Stored items:

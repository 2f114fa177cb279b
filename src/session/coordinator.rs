//! Session coordinator: owns the cached [`Configuration`] and the single
//! in-flight refresh, fans provider answers out to every queued caller.

use std::collections::HashMap;
use std::sync::{Arc, Mutex, MutexGuard, PoisonError, Weak};
use std::time::Duration;

use tokio::sync::oneshot;
use tokio::time::{timeout_at, Instant};
use tracing::{debug, info, warn};

use crate::cache::configuration::{Configuration, DEFAULT_STALE_MARGIN};
use crate::error::{SessionError, SessionResult};
use crate::helpers::time::get_instant;
use crate::observability::metrics::Metrics;
use crate::session::correlation::CorrelationId;
use crate::sources::provider::AuthTokenProvider;

static OUTCOME_SUCCESS: &str = "success";
static OUTCOME_FAILURE: &str = "failure";

type Outcome = SessionResult<Arc<Configuration>>;

#[derive(Debug, Clone)]
pub struct CoordinatorOptions {
    /// how long before expiry a configuration counts as stale
    pub stale_margin: Duration,
    /// `None` waits for the provider indefinitely
    pub provider_timeout: Option<Duration>,
}

impl Default for CoordinatorOptions {
    fn default() -> Self {
        Self {
            stale_margin: DEFAULT_STALE_MARGIN,
            provider_timeout: None,
        }
    }
}

#[derive(Debug, Clone, Copy, PartialEq, Eq)]
pub enum SessionState {
    /// no usable configuration, nothing in flight
    Empty,
    /// cached configuration is not stale
    Valid,
    /// a provider request is in flight
    Refreshing,
}

struct Waiter {
    id: u64,
    sender: oneshot::Sender<Outcome>,
}

struct RefreshRequest {
    waiters: Vec<Waiter>,
    dispatched_at: Instant,
    /// local deadline and the timeout it was derived from
    deadline: Option<(Instant, Duration)>,
}

impl RefreshRequest {
    fn resolve(self, outcome: &Outcome) {
        for waiter in self.waiters {
            // a receiver may already be gone; the others still get the outcome
            let _ = waiter.sender.send(outcome.clone());
        }
    }
}

#[derive(Default)]
struct SessionSlot {
    current: Option<Arc<Configuration>>,
    /// correlation id -> queued callers; holds at most one entry
    pending: HashMap<CorrelationId, RefreshRequest>,
    next_waiter_id: u64,
}

impl SessionSlot {
    fn fresh(&self, now: Instant) -> Option<Arc<Configuration>> {
        self.current.as_ref().filter(|c| !c.is_stale(now)).cloned()
    }

    /// Keep the last-known configuration only while it can still be used.
    fn retain_if_fresh(&mut self, now: Instant) {
        if self.fresh(now).is_none() {
            self.current = None;
        }
    }

    /// Remove the in-flight request once its deadline has passed, even when
    /// no caller is left to notice it.
    fn take_expired(&mut self, now: Instant) -> Option<(CorrelationId, RefreshRequest)> {
        let correlation_id = self
            .pending
            .iter()
            .find(|(_, request)| request.deadline.is_some_and(|(deadline, _)| now >= deadline))
            .map(|(correlation_id, _)| *correlation_id)?;
        let request = self.pending.remove(&correlation_id)?;
        self.retain_if_fresh(now);
        Some((correlation_id, request))
    }
}

struct Inner {
    provider: Arc<dyn AuthTokenProvider>,
    options: CoordinatorOptions,
    metrics: Option<Arc<Metrics>>,
    slot: Mutex<SessionSlot>,
}

impl Inner {
    fn lock(&self) -> MutexGuard<'_, SessionSlot> {
        // every transition is a single assignment, a poisoned slot is still coherent
        self.slot.lock().unwrap_or_else(PoisonError::into_inner)
    }

    fn record(&self, f: impl FnOnce(&Metrics)) {
        if let Some(metrics) = &self.metrics {
            f(metrics);
        }
    }

    fn complete(&self, correlation_id: CorrelationId, raw_token: &str) {
        let now = get_instant();
        let parsed = Configuration::parse_with_margin(raw_token, now, self.options.stale_margin).map(Arc::new);

        let mut slot = self.lock();
        let Some(request) = slot.pending.remove(&correlation_id) else {
            drop(slot);
            self.ignore(correlation_id);
            return;
        };
        match &parsed {
            Ok(config) => {
                slot.current = Some(config.clone());
                info!(
                    correlation_id = %correlation_id,
                    waiters = request.waiters.len(),
                    expires_on = %config.expires_on(),
                    "session configuration refreshed"
                );
                self.record(|m| {
                    m.refresh_duration
                        .with_label_values(&[OUTCOME_SUCCESS])
                        .observe(request.dispatched_at.elapsed().as_secs_f64());
                    m.configuration_expiry_unix.set(config.expires_on().timestamp());
                });
            }
            Err(err) => {
                slot.retain_if_fresh(now);
                warn!(
                    correlation_id = %correlation_id,
                    waiters = request.waiters.len(),
                    error = %err,
                    "provider returned an unusable token"
                );
                self.record_failure(&request, err);
            }
        }
        drop(slot);
        request.resolve(&parsed);
    }

    fn fail(&self, correlation_id: CorrelationId, reason: String) {
        let mut slot = self.lock();
        let Some(request) = slot.pending.remove(&correlation_id) else {
            drop(slot);
            self.ignore(correlation_id);
            return;
        };
        slot.retain_if_fresh(get_instant());
        drop(slot);

        let err = SessionError::AuthenticationTokenProvider(reason);
        warn!(
            correlation_id = %correlation_id,
            waiters = request.waiters.len(),
            error = %err,
            "session refresh failed"
        );
        self.record_failure(&request, &err);
        request.resolve(&Err(err));
    }

    fn expire(&self, correlation_id: CorrelationId) {
        let mut slot = self.lock();
        let Some(request) = slot.pending.remove(&correlation_id) else {
            // answered or expired by another waiter in the meantime
            return;
        };
        slot.retain_if_fresh(get_instant());
        drop(slot);

        self.reject_expired(correlation_id, request);
    }

    /// Must be called with the request already removed from the slot.
    fn reject_expired(&self, correlation_id: CorrelationId, request: RefreshRequest) {
        let timeout = request.deadline.map(|(_, timeout)| timeout).unwrap_or_default();
        let err = SessionError::TokenProviderTimeout(timeout);
        warn!(
            correlation_id = %correlation_id,
            waiters = request.waiters.len(),
            timeout = ?timeout,
            "token provider timed out"
        );
        self.record_failure(&request, &err);
        request.resolve(&Err(err));
    }

    fn detach(&self, correlation_id: CorrelationId, waiter_id: u64) {
        let mut slot = self.lock();
        if let Some(request) = slot.pending.get_mut(&correlation_id) {
            request.waiters.retain(|w| w.id != waiter_id);
            debug!(
                correlation_id = %correlation_id,
                waiters = request.waiters.len(),
                "caller detached from refresh"
            );
        }
    }

    fn ignore(&self, correlation_id: CorrelationId) {
        debug!(correlation_id = %correlation_id, "ignoring answer for unknown correlation id");
        self.record(|m| m.stale_responses_ignored.inc());
    }

    fn record_failure(&self, request: &RefreshRequest, err: &SessionError) {
        self.record(|m| {
            m.refresh_failures.with_label_values(&[err.reason()]).inc();
            m.refresh_duration
                .with_label_values(&[OUTCOME_FAILURE])
                .observe(request.dispatched_at.elapsed().as_secs_f64());
        });
    }
}

/// Handle a provider uses to answer a refresh request.
///
/// Holds the coordinator weakly: answering after it is dropped does nothing.
#[derive(Clone)]
pub struct AuthTokenListener {
    inner: Weak<Inner>,
}

impl AuthTokenListener {
    pub fn on_success(&self, correlation_id: CorrelationId, raw_token: impl AsRef<str>) {
        match self.inner.upgrade() {
            Some(inner) => inner.complete(correlation_id, raw_token.as_ref()),
            None => debug!(correlation_id = %correlation_id, "coordinator dropped, token discarded"),
        }
    }

    pub fn on_failure(&self, correlation_id: CorrelationId, reason: impl Into<String>) {
        match self.inner.upgrade() {
            Some(inner) => inner.fail(correlation_id, reason.into()),
            None => debug!(correlation_id = %correlation_id, "coordinator dropped, failure discarded"),
        }
    }
}

/// Detaches a waiter whose `get_configuration` future is dropped before it resolves.
struct WaiterGuard<'a> {
    inner: &'a Inner,
    correlation_id: CorrelationId,
    waiter_id: u64,
    armed: bool,
}

impl Drop for WaiterGuard<'_> {
    fn drop(&mut self) {
        if self.armed {
            self.inner.detach(self.correlation_id, self.waiter_id);
        }
    }
}

struct Ticket {
    correlation_id: CorrelationId,
    waiter_id: u64,
    receiver: oneshot::Receiver<Outcome>,
    deadline: Option<Instant>,
    dispatch: bool,
}

/// Hands out a valid [`Configuration`], refreshing it through the provider
/// when it is missing or stale.
///
/// Cheap to clone; clones share the same session.
#[derive(Clone)]
pub struct SessionCoordinator {
    inner: Arc<Inner>,
}

impl SessionCoordinator {
    pub fn new(provider: Arc<dyn AuthTokenProvider>, options: CoordinatorOptions) -> Self {
        Self::build(provider, options, None)
    }

    pub fn with_metrics(
        provider: Arc<dyn AuthTokenProvider>,
        options: CoordinatorOptions,
        metrics: Arc<Metrics>,
    ) -> Self {
        Self::build(provider, options, Some(metrics))
    }

    fn build(
        provider: Arc<dyn AuthTokenProvider>,
        options: CoordinatorOptions,
        metrics: Option<Arc<Metrics>>,
    ) -> Self {
        Self {
            inner: Arc::new(Inner {
                provider,
                options,
                metrics,
                slot: Mutex::new(SessionSlot::default()),
            }),
        }
    }

    /// Return the cached configuration, or wait for a refresh to produce one.
    ///
    /// Concurrent callers share a single provider request and observe the
    /// same outcome.
    pub async fn get_configuration(&self) -> SessionResult<Arc<Configuration>> {
        self.acquire(false).await
    }

    /// Ask the provider for a new credential even if the cached one is fresh.
    ///
    /// Joins the in-flight refresh if there is one. The cached configuration
    /// stays in place until the provider answers and is kept on failure while
    /// it is still fresh.
    pub async fn refresh(&self) -> SessionResult<Arc<Configuration>> {
        self.acquire(true).await
    }

    async fn acquire(&self, force: bool) -> SessionResult<Arc<Configuration>> {
        let ticket = match self.take_ticket(force) {
            Ok(config) => return Ok(config),
            Err(ticket) => ticket,
        };
        let Ticket { correlation_id, waiter_id, mut receiver, deadline, dispatch } = ticket;

        let mut guard = WaiterGuard {
            inner: self.inner.as_ref(),
            correlation_id,
            waiter_id,
            armed: true,
        };

        if dispatch {
            info!(correlation_id = %correlation_id, "requesting authentication token");
            self.inner.record(|m| m.refresh_requests.inc());
            self.inner.provider.request_token(correlation_id, self.listener());
        }

        let received = match deadline {
            Some(deadline) => match timeout_at(deadline, &mut receiver).await {
                Ok(received) => received,
                Err(_) => {
                    self.inner.expire(correlation_id);
                    receiver.await
                }
            },
            None => receiver.await,
        };
        guard.armed = false;

        received.unwrap_or_else(|_| {
            Err(SessionError::AuthenticationTokenProvider(
                "refresh was abandoned without an answer".into(),
            ))
        })
    }

    /// Fast path under the lock, or a ticket for the refresh to wait on.
    fn take_ticket(&self, force: bool) -> Result<Arc<Configuration>, Ticket> {
        let mut slot = self.inner.lock();
        let now = get_instant();
        let expired = slot.take_expired(now);
        let ticket = self.ticket_locked(&mut slot, now, force);
        drop(slot);

        if let Some((correlation_id, request)) = expired {
            self.inner.reject_expired(correlation_id, request);
        }
        ticket
    }

    fn ticket_locked(
        &self,
        slot: &mut SessionSlot,
        now: Instant,
        force: bool,
    ) -> Result<Arc<Configuration>, Ticket> {
        if !force {
            if let Some(config) = slot.fresh(now) {
                return Ok(config);
            }
        }

        let (correlation_id, dispatch) = match slot.pending.keys().next().copied() {
            Some(correlation_id) => {
                debug!(correlation_id = %correlation_id, "joining in-flight refresh");
                self.inner.record(|m| m.waiters_joined.inc());
                (correlation_id, false)
            }
            None => (CorrelationId::new(), true),
        };
        // an unrepresentable deadline means no deadline
        let deadline = self
            .inner
            .options
            .provider_timeout
            .and_then(|timeout| now.checked_add(timeout).map(|deadline| (deadline, timeout)));

        let waiter_id = slot.next_waiter_id;
        slot.next_waiter_id += 1;
        let (sender, receiver) = oneshot::channel();
        let request = slot
            .pending
            .entry(correlation_id)
            .or_insert_with(|| RefreshRequest {
                waiters: Vec::new(),
                dispatched_at: now,
                deadline,
            });
        request.waiters.push(Waiter { id: waiter_id, sender });

        Err(Ticket {
            correlation_id,
            waiter_id,
            receiver,
            deadline: request.deadline.map(|(deadline, _)| deadline),
            dispatch,
        })
    }

    /// Listener bound to this coordinator, for providers answering out of band.
    pub fn listener(&self) -> AuthTokenListener {
        AuthTokenListener {
            inner: Arc::downgrade(&self.inner),
        }
    }

    pub fn state(&self) -> SessionState {
        let mut slot = self.inner.lock();
        let now = get_instant();
        let expired = slot.take_expired(now);
        let state = if !slot.pending.is_empty() {
            SessionState::Refreshing
        } else if slot.fresh(now).is_some() {
            SessionState::Valid
        } else {
            SessionState::Empty
        };
        drop(slot);

        if let Some((correlation_id, request)) = expired {
            self.inner.reject_expired(correlation_id, request);
        }
        state
    }

    /// Last-known configuration, stale or not, without triggering a refresh.
    pub fn current(&self) -> Option<Arc<Configuration>> {
        self.inner.lock().current.clone()
    }

    /// Number of callers currently queued on the in-flight refresh.
    pub fn waiting_callers(&self) -> usize {
        self.inner.lock().pending.values().map(|r| r.waiters.len()).sum()
    }

    /// Drop the cached configuration so the next call refreshes.
    ///
    /// An in-flight refresh is left untouched.
    pub fn invalidate(&self) {
        let mut slot = self.inner.lock();
        if slot.current.take().is_some() {
            info!("session configuration invalidated");
        }
    }
}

◆ Work to be completed: Transcribe, exactly and without additions, the lines of the records above, beginning with the line that contains "use tokio::sync::oneshot;" and ending with the line that contains "use crate::observability::metrics::Metrics;", both included.

◆ Reply to the exercise:
use tokio::sync::oneshot;
use tokio::time::{timeout_at, Instant};
use tracing::{debug, info, warn};

use crate::cache::configuration::{Configuration, DEFAULT_STALE_MARGIN};
use crate::error::{SessionError, SessionResult};
use crate::helpers::time::get_instant;
use crate::observability::metrics::Metrics;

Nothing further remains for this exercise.